***** Records shown

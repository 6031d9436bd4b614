// src/services/session_manager.rs
use std::{
    collections::HashMap,
    fmt::Debug,
    sync::Arc,
    time::{Duration, Instant},
};

use tokio::sync::RwLock;

use super::promise::PromiseCase;

pub const DEFAULT_SESSION: &str = "default";

#[derive(Clone, Debug, PartialEq, Eq)]
pub enum Role {
    User,
    Assistant,
}

#[derive(Clone, Debug)]
pub struct Turn {
    pub role: Role,
    pub content: String,
    pub timestamp: Instant,
}

#[derive(Clone, Debug)]
struct Conversation {
    turns: Vec<Turn>,
    case: PromiseCase,
    last_active: Instant,
}

impl Conversation {
    fn new() -> Self {
        Self { turns: Vec::new(), case: PromiseCase::default(), last_active: Instant::now() }
    }
}

/// Per-session chat history, dropped after `ttl` without activity.
#[derive(Clone)]
pub struct SessionManager {
    inner: Arc<RwLock<HashMap<String, Conversation>>>,
    ttl: Duration,
}

impl Debug for SessionManager {
    fn fmt(&self, f: &mut std::fmt::Formatter<'_>) -> std::fmt::Result {
        f.debug_struct("SessionManager")
            .field("ttl", &self.ttl)
            .finish()
    }
}

/// Blank ids share the default conversation.
pub fn session_key(session_id: &str) -> &str {
    let trimmed = session_id.trim();
    if trimmed.is_empty() { DEFAULT_SESSION } else { trimmed }
}

impl SessionManager {
    pub fn new(ttl: Duration) -> Self {
        Self {
            inner: Arc::new(RwLock::new(HashMap::new())),
            ttl,
        }
    }

    pub fn ttl(&self) -> Duration {
        self.ttl
    }

    // Record a turn, creating the conversation on first use. Returns the history length.
    pub async fn record(&self, session_id: &str, role: Role, content: impl Into<String>) -> usize {
        let now = Instant::now();
        let mut guard = self.inner.write().await;
        let conversation = guard
            .entry(session_key(session_id).to_string())
            .or_insert_with(Conversation::new);
        conversation.turns.push(Turn { role, content: content.into(), timestamp: now });
        conversation.last_active = now;
        conversation.turns.len()
    }

    pub async fn history(&self, session_id: &str) -> Vec<Turn> {
        let guard = self.inner.read().await;
        guard
            .get(session_key(session_id))
            .map(|c| c.turns.clone())
            .unwrap_or_default()
    }

    /// Where the session's negotiation stands; a fresh case if unknown.
    pub async fn case(&self, session_id: &str) -> PromiseCase {
        let guard = self.inner.read().await;
        guard
            .get(session_key(session_id))
            .map(|c| c.case.clone())
            .unwrap_or_default()
    }

    pub async fn set_case(&self, session_id: &str, case: PromiseCase) {
        let mut guard = self.inner.write().await;
        let conversation = guard
            .entry(session_key(session_id).to_string())
            .or_insert_with(Conversation::new);
        conversation.case = case;
        conversation.last_active = Instant::now();
    }

    /// Drop conversations idle for longer than the ttl. Returns how many went.
    pub async fn purge_expired(&self) -> usize {
        let mut guard = self.inner.write().await;
        let now = Instant::now();
        let before = guard.len();
        guard.retain(|_, c| now.duration_since(c.last_active) < self.ttl);
        before - guard.len()
    }

    pub async fn len(&self) -> usize {
        self.inner.read().await.len()
    }

    pub async fn is_empty(&self) -> bool {
        self.inner.read().await.is_empty()
    }
}

#[cfg(test)]
mod tests {
    use super::*;

    #[tokio::test]
    async fn blank_ids_share_default_conversation() {
        let mgr = SessionManager::new(Duration::from_secs(60));
        mgr.record("", Role::User, "hola").await;
        let len = mgr.record("   ", Role::Assistant, "¿Cuál es tu cédula?").await;

        assert_eq!(len, 2);
        assert_eq!(mgr.len().await, 1);
        assert_eq!(mgr.history(DEFAULT_SESSION).await[1].role, Role::Assistant);
    }
}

**********

About this task: Repeat the records above exactly, leaving none out.

Solved exercise:
repository 6031d9436bd4b614
// src/services/session_manager.rs
use std::{
    collections::HashMap,
    fmt::Debug,
    sync::Arc,
    time::{Duration, Instant},
};

use tokio::sync::RwLock;

use super::promise::PromiseCase;

pub const DEFAULT_SESSION: &str = "default";

#[derive(Clone, Debug, PartialEq, Eq)]
pub enum Role {
    User,
    Assistant,
}

#[derive(Clone, Debug)]
pub struct Turn {
    pub role: Role,
    pub content: String,
    pub timestamp: Instant,
}

#[derive(Clone, Debug)]
struct Conversation {
    turns: Vec<Turn>,
    case: PromiseCase,
    last_active: Instant,
}

impl Conversation {
    fn new() -> Self {
        Self { turns: Vec::new(), case: PromiseCase::default(), last_active: Instant::now() }
    }
}

/// Per-session chat history, dropped after `ttl` without activity.
#[derive(Clone)]
pub struct SessionManager {
    inner: Arc<RwLock<HashMap<String, Conversation>>>,
    ttl: Duration,
}

impl Debug for SessionManager {
    fn fmt(&self, f: &mut std::fmt::Formatter<'_>) -> std::fmt::Result {
        f.debug_struct("SessionManager")
            .field("ttl", &self.ttl)
            .finish()
    }
}

/// Blank ids share the default conversation.
pub fn session_key(session_id: &str) -> &str {
    let trimmed = session_id.trim();
    if trimmed.is_empty() { DEFAULT_SESSION } else { trimmed }
}

impl SessionManager {
    pub fn new(ttl: Duration) -> Self {
        Self {
            inner: Arc::new(RwLock::new(HashMap::new())),
            ttl,
        }
    }

    pub fn ttl(&self) -> Duration {
        self.ttl
    }

    // Record a turn, creating the conversation on first use. Returns the history length.
    pub async fn record(&self, session_id: &str, role: Role, content: impl Into<String>) -> usize {
        let now = Instant::now();
        let mut guard = self.inner.write().await;
        let conversation = guard
            .entry(session_key(session_id).to_string())
            .or_insert_with(Conversation::new);
        conversation.turns.push(Turn { role, content: content.into(), timestamp: now });
        conversation.last_active = now;
        conversation.turns.len()
    }

    pub async fn history(&self, session_id: &str) -> Vec<Turn> {
        let guard = self.inner.read().await;
        guard
            .get(session_key(session_id))
            .map(|c| c.turns.clone())
            .unwrap_or_default()
    }

    /// Where the session's negotiation stands; a fresh case if unknown.
    pub async fn case(&self, session_id: &str) -> PromiseCase {
        let guard = self.inner.read().await;
        guard
            .get(session_key(session_id))
            .map(|c| c.case.clone())
            .unwrap_or_default()
    }

    pub async fn set_case(&self, session_id: &str, case: PromiseCase) {
        let mut guard = self.inner.write().await;
        let conversation = guard
            .entry(session_key(session_id).to_string())
            .or_insert_with(Conversation::new);
        conversation.case = case;
        conversation.last_active = Instant::now();
    }

    /// Drop conversations idle for longer than the ttl. Returns how many went.
    pub async fn purge_expired(&self) -> usize {
        let mut guard = self.inner.write().await;
        let now = Instant::now();
        let before = guard.len();
        guard.retain(|_, c| now.duration_since(c.last_active) < self.ttl);
        before - guard.len()
    }

    pub async fn len(&self) -> usize {
        self.inner.read().await.len()
    }

    pub async fn is_empty(&self) -> bool {
        self.inner.read().await.is_empty()
    }
}

#[cfg(test)]
mod tests {
    use super::*;

    #[tokio::test]
    async fn blank_ids_share_default_conversation() {
        let mgr = SessionManager::new(Duration::from_secs(60));
        mgr.record("", Role::User, "hola").await;
        let len = mgr.record("   ", Role::Assistant, "¿Cuál es tu cédula?").await;

        assert_eq!(len, 2);
        assert_eq!(mgr.len().await, 1);
        assert_eq!(mgr.history(DEFAULT_SESSION).await[1].role, Role::Assistant);
    }
}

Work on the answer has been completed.